INVESTIGADORES
DIONISI Hebe Monica
artículos
Título:
The bacterial community structure of hydrocarbon-polluted intertidal sediments as the basis for the definition of an ecological index of hydrocarbon exposure
Autor/es:
LOZADA, M.; MARCOS, M.S.; COMMENDATORE, M.; GIL, M.N.; DIONISI, H. M.
Revista:
MICROBES AND ENVIRONMENTS
Editorial:
JAPANESE SOC MICROBIAL ECOLOGY
Referencias:
Año: 2014 vol. 29 p. 269 - 276
ISSN:
1342-6311
Resumen:
Using amplicon pyrosequencing of 16S rRNA genes, we analyzed the bacterial community structure of intertidal sediments from two sites of the Patagonian coast with a different history of hydrocarbon exposure, using a global and a local perspective. Global-scale patterns in bacterial community structure seemed to be mostly associated with environmental factors such as sediment depth and distance from the coast, while the effect of hydrocarbon exposure was not noticeable.
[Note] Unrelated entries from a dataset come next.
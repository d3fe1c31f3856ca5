use crate::net::MacAddr;
use core::cmp::PartialEq;

pub struct EthernetFrame<'a> {
    mac_destination: MacAddr,
    mac_source: MacAddr,
    ether_type: EtherType,
    payload: &'a [u8],
    fcs: [u8; 4],
}

impl<'a> EthernetFrame<'a> {
    pub fn mac_destination(&self) -> MacAddr {
        self.mac_destination
    }

    pub fn mac_source(&self) -> MacAddr {
        self.mac_source
    }

    pub fn ether_type(&self) -> EtherType {
        self.ether_type
    }

    pub fn payload(&self) -> &'a [u8] {
        self.payload
    }

    pub fn fcs(&self) -> [u8; 4] {
        self.fcs
    }
}

impl<'a> TryFrom<&'a [u8]> for EthernetFrame<'a> {
    type Error = ();

    fn try_from(value: &'a [u8]) -> Result<Self, Self::Error> {
        if value.len() < 64 {
            return Err(());
        }

        let mac_destination: [u8; 6] = (&value[0..6]).try_into().unwrap();
        let mac_source: [u8; 6] = (&value[6..12]).try_into().unwrap();
        // TODO: support qtag
        let ethertype: [u8; 2] = (&value[12..14]).try_into().unwrap();
        let payload = &value[14..value.len() - 4];
        let fcs: [u8; 4] = (&value[value.len() - 4..]).try_into().unwrap();

        // TODO: check frame check sequence

        Ok(Self {
            mac_destination: mac_destination.into(),
            mac_source: mac_source.into(),
            ether_type: ethertype.try_into()?,
            payload,
            fcs,
        })
    }
}

#[derive(Debug, Copy, Clone, Eq, PartialEq, Ord, PartialOrd, Hash)]
pub enum EtherType {
    Ipv4,
    Arp,
}
impl TryFrom<[u8; 2]> for EtherType {
    type Error = ();

    fn try_from(value: [u8; 2]) -> Result<Self, Self::Error> {
        match value {
            [0x08, 0x00] => Ok(Self::Ipv4),
            [0x08, 0x06] => Ok(Self::Arp),
            _ => Err(()),
        }
    }
}
use log::info;
use x86_64::structures::paging::{Page, PageTableFlags, PhysFrame, Size4KiB};
use x86_64::VirtAddr;

pub use address_space::*;
pub use size::*;

use crate::limine::MEMORY_MAP_REQUEST;
use crate::mem::heap::{Heap, HEAP_MAX_BYTES, HEAP_START};
use crate::mem::phys::PhysicalMemory;
use crate::Result;

pub mod address_space;
pub mod dma;
pub mod heap;
pub mod phys;
mod size;

/// Boots the memory core in the order §4.1/§4.2/§4.3 of the design require:
/// a bump-allocator PMM stage over the loader's memory map, the recursive VMM
/// on top of the loader-installed CR3, and finally the heap, which only needs
/// stage1 frames to be available since its pages are faulted in lazily.
pub fn init() -> Result<()> {
    let memmap = MEMORY_MAP_REQUEST
        .get_response()
        .expect("limine did not answer the memory map request")
        .entries();

    phys::init_stage1(memmap);
    address_space::init();
    heap::init();
    dma::init();

    // stage2 needs heap-backed Vec storage for its bitmap.
    phys::init_stage2();

    info!(
        "kernel heap reserved at {:p}, {} MiB virtual window, {} B resident",
        HEAP_START,
        HEAP_MAX_BYTES / 1024 / 1024,
        Heap::used(),
    );

    Ok(())
}

/// Kernel-owned portion of the virtual address space: the heap window plus a
/// generous slack region above it for device MMIO mappings (xHCI BARs)
/// allocated by [`reserve_mmio_window`]. LAPIC/IOAPIC live in the HHDM instead
/// (see [`map_mmio_hhdm`]). Faults here are lazily backed by
/// [`crate::arch::idt::page_fault_handler`]; faults outside it are fatal.
pub fn in_kernel_range(addr: VirtAddr) -> bool {
    let start = HEAP_START.as_u64();
    let end = start + HEAP_MAX_BYTES + MMIO_WINDOW_BYTES;
    (start..end).contains(&addr.as_u64())
}

const MMIO_WINDOW_BYTES: u64 = 256 * 1024 * 1024;
static MMIO_NEXT: core::sync::atomic::AtomicU64 =
    core::sync::atomic::AtomicU64::new(0);

/// Hands out a fresh, page-aligned virtual window for mapping `size` bytes of
/// device MMIO. The caller is responsible for actually mapping every page in
/// the returned range (MMIO must never be left to the lazy page-fault path,
/// since that path only ever maps zeroed RAM).
pub fn reserve_mmio_window(size: u64) -> VirtAddr {
    let pages = size.div_ceil(Size4KiB::SIZE);
    let base = MMIO_NEXT.fetch_add(pages * Size4KiB::SIZE, core::sync::atomic::Ordering::Relaxed);
    VirtAddr::new(HEAP_START.as_u64() + HEAP_MAX_BYTES + base)
}

/// Maps `size` bytes of physical MMIO space starting at `phys` into a freshly
/// reserved window and returns its virtual base. Used by the APIC and xHCI
/// drivers, which both need uncached, writable, non-executable mappings.
pub fn map_mmio(phys: x86_64::PhysAddr, size: u64) -> VirtAddr {
    let virt = reserve_mmio_window(size);
    let pages = size.div_ceil(Size4KiB::SIZE);
    let flags = PageTableFlags::PRESENT
        | PageTableFlags::WRITABLE
        | PageTableFlags::NO_CACHE
        | PageTableFlags::NO_EXECUTE;

    for i in 0..pages {
        let page = Page::<Size4KiB>::containing_address(virt + i * Size4KiB::SIZE);
        let frame = PhysFrame::<Size4KiB>::containing_address(phys + i * Size4KiB::SIZE);
        AddressSpace::kernel()
            .map(page, frame, flags)
            .expect("MMIO mapping should not collide with an existing one");
    }

    virt
}

/// Maps `size` bytes of physical MMIO space uncached at its HHDM address
/// (`hhdm_offset() + phys`), splitting the HHDM's 2 MiB RAM mapping into 4 KiB
/// entries as needed. For statically-known low-memory MMIO regions (LAPIC,
/// IOAPIC) that the loader's HHDM already covers as ordinary (cached) RAM,
/// rather than carving out a separate window the way [`map_mmio`] does for
/// PCI BARs.
pub fn map_mmio_hhdm(phys: x86_64::PhysAddr, size: u64) -> VirtAddr {
    let virt = dma::phys_to_virt(phys);
    let pages = size.div_ceil(Size4KiB::SIZE);
    let flags = PageTableFlags::PRESENT
        | PageTableFlags::WRITABLE
        | PageTableFlags::NO_CACHE
        | PageTableFlags::NO_EXECUTE;

    for i in 0..pages {
        let page = Page::<Size4KiB>::containing_address(virt + i * Size4KiB::SIZE);
        let frame = PhysFrame::<Size4KiB>::containing_address(phys + i * Size4KiB::SIZE);
        AddressSpace::kernel()
            .map4k_splitting_huge(page, frame, flags)
            .expect("HHDM MMIO mapping should not collide with an existing one");
    }

    virt
}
However, at a local scale, differences in community composition between samples with different hydrocarbon content could be detected at the class level, including higher abundances of Gammaproteobacteria and Alphaproteobacteria in polluted samples. These differences were more noticeable at the genus level, indicating that phylogenetic resolution is a factor to take into account when analyzing local differences in bacterial communities. Considering 63 bacterial genera selected based on being previously linked to hydrocarbon biodegradation, 40% of them showed higher abundances in at least one of the polluted samples with respect to the pristine sample. Using this information, an ecological indicator (ecological index of hydrocarbon exposure, EIHE) was defined and calculated for these samples, as well as for samples from a previous study. The EIHE index is directly related to the proportion of the bacterial community potentially capable of hydrocarbon biodegradation, and therefore can provide an estimation of hydrocarbon-degrading potential of the microbial community and of hydrocarbon exposure history. This index could be a valuable tool for bioremediation technologies, as a high number of samples can be processed and analyzed in a semi-automated manner.